But sticking with Mr. Trump has its risks for candidates to statewide office. The president’s hourlong call with Mr. Raffensperger, in which he pushed for the Georgia state official to “find” 11,780 votes to defeat Mr. Biden, and vaguely threatened him with legal consequences if he didn’t, was an extraordinary display of false claims and conspiracy theories that directly contradicted what state and federal authorities have said about the election. It may have been illegal, according to some experts.
“Donald Trump committed a crime,” says Keith Gaddie, a professor of political science at the University of Oklahoma.
Others say that prosecuting a case for solicitation of vote fraud would be very difficult, given the circumstances and need to prove the president’s state of mind, and thus many prosecutors might give it a pass.
In any case, it was clear that President Trump and the Georgians on the other end of the phone call live in completely different worlds. President Trump described allegations of voter fraud popular in conservative media. These include claims that at least one specific official manipulated votes for Mr. Biden, that Biden ballots were counted multiple times, and that crooked voting machines were snatched up and moved out of state. Mr. Raffensperger and state counsel Ryan Germany patiently explained that those allegations had been found to be untrue.
At one point, President Trump pressed Mr. Germany as to whether Dominion had in fact moved its machinery out of Fulton County, the most populous in the state. Mr. Germany replied it had not, nor had it moved parts of machines.
“Are you sure, Ryan?” said President Trump.
“I’m sure. I’m sure, Mr. President,” said Mr. Germany, flatly.
But given the vehemence with which President Trump repeated the allegations during the call, some of them multiple times over, it seemed clear he truly believes them. Theories that hold the president has been simply lying about the vote in order to harm Mr. Biden or develop a following for post-White House endeavors now seem unlikely, says Professor Keyssar.
That is so despite the fact that some of the allegations, particularly those involving Dominion voting machinery, are bizarre to the point of irrationality. In that sense, the phone call with Mr. Raffensperger was analogous to the phone call with Ukrainian President Volodymyr Zelenskiy for which President Trump was impeached. In the latter call, the president pressed his Ukrainian counterpart about whether Ukraine had in its possession a hacked Democratic server supposedly smuggled into the country.

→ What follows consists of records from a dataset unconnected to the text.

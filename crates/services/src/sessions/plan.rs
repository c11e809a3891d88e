use std::time::Duration;

use proficiency_core::model::Level;

/// What a session asks the remote generator for, and how long each call may take.
#[derive(Debug, Clone, PartialEq, Eq)]
pub struct GenerationPlan {
    /// Grammar levels requested in order, one call each.
    pub grammar_levels: Vec<Level>,
    pub grammar_per_level: usize,
    /// Reading levels requested in order, one call each.
    pub reading_levels: Vec<Level>,
    pub passages_per_level: usize,
    /// Upper bound on reading questions kept.
    pub reading_target: usize,
    /// Extra level asked once when the reading set falls short of `reading_target`.
    pub reading_top_up: Option<Level>,
    pub call_deadline: Duration,
}

impl Default for GenerationPlan {
    fn default() -> Self {
        Self {
            grammar_levels: Level::ALL.to_vec(),
            grammar_per_level: 5,
            reading_levels: vec![Level::B1, Level::B2],
            passages_per_level: 1,
            reading_target: 5,
            reading_top_up: Some(Level::B1),
            call_deadline: Duration::from_secs(45),
        }
    }
}

impl GenerationPlan {
    /// Number of remote calls made before any top-up.
    #[must_use]
    pub fn base_calls(&self) -> usize {
        self.grammar_levels.len() + self.reading_levels.len()
    }

    #[must_use]
    pub fn with_call_deadline(mut self, deadline: Duration) -> Self {
        self.call_deadline = deadline;
        self
    }
}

“It’s divorced from reality, but it’s lined up with prejudices and acrimonies that are a big part of their reality,” says Professor Keyssar of the Dominion allegations.

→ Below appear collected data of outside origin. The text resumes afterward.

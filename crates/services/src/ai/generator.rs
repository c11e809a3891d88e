use async_trait::async_trait;
use serde::{Deserialize, Serialize};
use tracing::debug;

use proficiency_core::model::{Level, QuestionDraft, Report, ScoreResult};

use crate::ai::client::{GeminiClient, ResponseFormat};
use crate::ai::json::parse_json_response;
use crate::ai::prompts;
use crate::error::AiError;

//
// ─── TYPES ─────────────────────────────────────────────────────────────────────
//

/// One generated passage with its comprehension questions.
#[derive(Debug, Clone, Default, PartialEq, Eq, Deserialize)]
#[serde(default)]
pub struct ReadingExercise {
    pub passage: String,
    pub questions: Vec<QuestionDraft>,
}

/// Wrong answers within one topic, as sent to the report generator.
#[derive(Debug, Clone, PartialEq, Eq, Serialize)]
pub struct TopicMistakes {
    pub topic: String,
    pub wrong: usize,
    pub total: usize,
}

/// Scored test summary handed to the learning-report call.
#[derive(Debug, Clone, PartialEq, Eq, Serialize)]
#[serde(rename_all = "camelCase")]
pub struct ReportRequest {
    pub total_correct: usize,
    pub total_questions: usize,
    pub accuracy_percent: u8,
    pub grammar_correct: usize,
    pub grammar_total: usize,
    pub reading_correct: usize,
    pub reading_total: usize,
    pub level: Level,
    pub topics: Vec<TopicMistakes>,
}

impl ReportRequest {
    #[must_use]
    pub fn from_score(score: &ScoreResult) -> Self {
        let topics = score
            .per_topic
            .iter()
            .map(|(topic, stats)| TopicMistakes {
                topic: topic.clone(),
                wrong: stats.stats.total - stats.stats.correct,
                total: stats.stats.total,
            })
            .collect();

        Self {
            total_correct: score.total_correct,
            total_questions: score.total_questions,
            accuracy_percent: score.accuracy_percent,
            grammar_correct: score.grammar.correct,
            grammar_total: score.grammar.total,
            reading_correct: score.reading.correct,
            reading_total: score.reading.total,
            level: score.level,
            topics,
        }
    }
}

//
// ─── CAPABILITY ────────────────────────────────────────────────────────────────
//

/// Remote content generation used by a test session.
///
/// Implementations return untrusted drafts; callers validate them.
#[async_trait]
pub trait ProficiencyGenerator: Send + Sync {
    async fn generate_grammar_questions(
        &self,
        level: Level,
        count: usize,
    ) -> Result<Vec<QuestionDraft>, AiError>;

    async fn generate_reading_exercises(
        &self,
        level: Level,
        count: usize,
    ) -> Result<Vec<ReadingExercise>, AiError>;

    async fn generate_learning_report(&self, request: &ReportRequest) -> Result<Report, AiError>;

    async fn translate_to_turkish(&self, report_text: &str) -> Result<Report, AiError>;
}

/// `ProficiencyGenerator` backed by Gemini.
#[derive(Clone)]
pub struct GeminiGenerator {
    client: GeminiClient,
}

impl GeminiGenerator {
    #[must_use]
    pub fn new(client: GeminiClient) -> Self {
        Self { client }
    }

    #[must_use]
    pub fn from_env() -> Self {
        Self::new(GeminiClient::from_env())
    }

    #[must_use]
    pub fn enabled(&self) -> bool {
        self.client.enabled()
    }

    async fn request_json<T>(&self, call: &'static str, prompt: &str) -> Result<T, AiError>
    where
        T: serde::de::DeserializeOwned,
    {
        let text = self.client.generate(prompt, ResponseFormat::Json).await?;
        debug!(call, len = text.len(), "gemini reply received");
        parse_json_response(&text)
    }
}

#[async_trait]
impl ProficiencyGenerator for GeminiGenerator {
    async fn generate_grammar_questions(
        &self,
        level: Level,
        count: usize,
    ) -> Result<Vec<QuestionDraft>, AiError> {
        self.request_json("grammar", &prompts::grammar_questions(level, count))
            .await
    }

    async fn generate_reading_exercises(
        &self,
        level: Level,
        count: usize,
    ) -> Result<Vec<ReadingExercise>, AiError> {
        self.request_json("reading", &prompts::reading_exercises(level, count))
            .await
    }

    async fn generate_learning_report(&self, request: &ReportRequest) -> Result<Report, AiError> {
        self.request_json("report", &prompts::learning_report(request))
            .await
    }

    async fn translate_to_turkish(&self, report_text: &str) -> Result<Report, AiError> {
        self.request_json("translate", &prompts::turkish_translation(report_text))
            .await
    }
}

It is unclear how many of the GOP members of the House and Senate who are lined up to support President Trump on Jan. 6 share this commitment to the truth of the voter fraud allegations. Many rank-and-file Republican voters do, though: A December Quinnipiac poll found that 77% of Republicans believe there was widespread fraud in Mr. Biden’s victory.
This belief bubbling up from the bottom may help drive a split in the party between Trump followers such as Senators Cruz and Hawley and establishment players such as Senate Majority Leader Mitch McConnell – or, as President Trump has called them, the “surrender caucus.”
GOP lawmakers caught in the middle of this fight face tough choices, says Professor Bullock. Vote against Mr. Trump, and get a primary challenge from the right. Vote with him, and get accused of extremism by a Democratic opponent.
“It puts the marginal Republican in a very uncomfortable position,” says Professor Bullock.
The promise of legislative fireworks on Jan. 6 is itself evidence of how much of a split has already developed in the party. Majority Leader McConnell asked his caucus to refrain from challenging the election results, to no avail.
“The problem with the Republican Party in the U.S. is there seems to be no boundary on how far right one can go anymore, to the point of simply rejecting democracy,” says Professor Gaddie.
Tuesday’s runoff election in Georgia will determine which party controls the U.S. Senate. But equally front and center is the issue of what constitutes fair and free access to the voting booth.
When early voting ended last Friday in runoff elections for both of Georgia’s U.S. Senate seats, a record-breaking 3 million ballots had been cast. And Black voters made up a larger share of early voters than they did in November’s election.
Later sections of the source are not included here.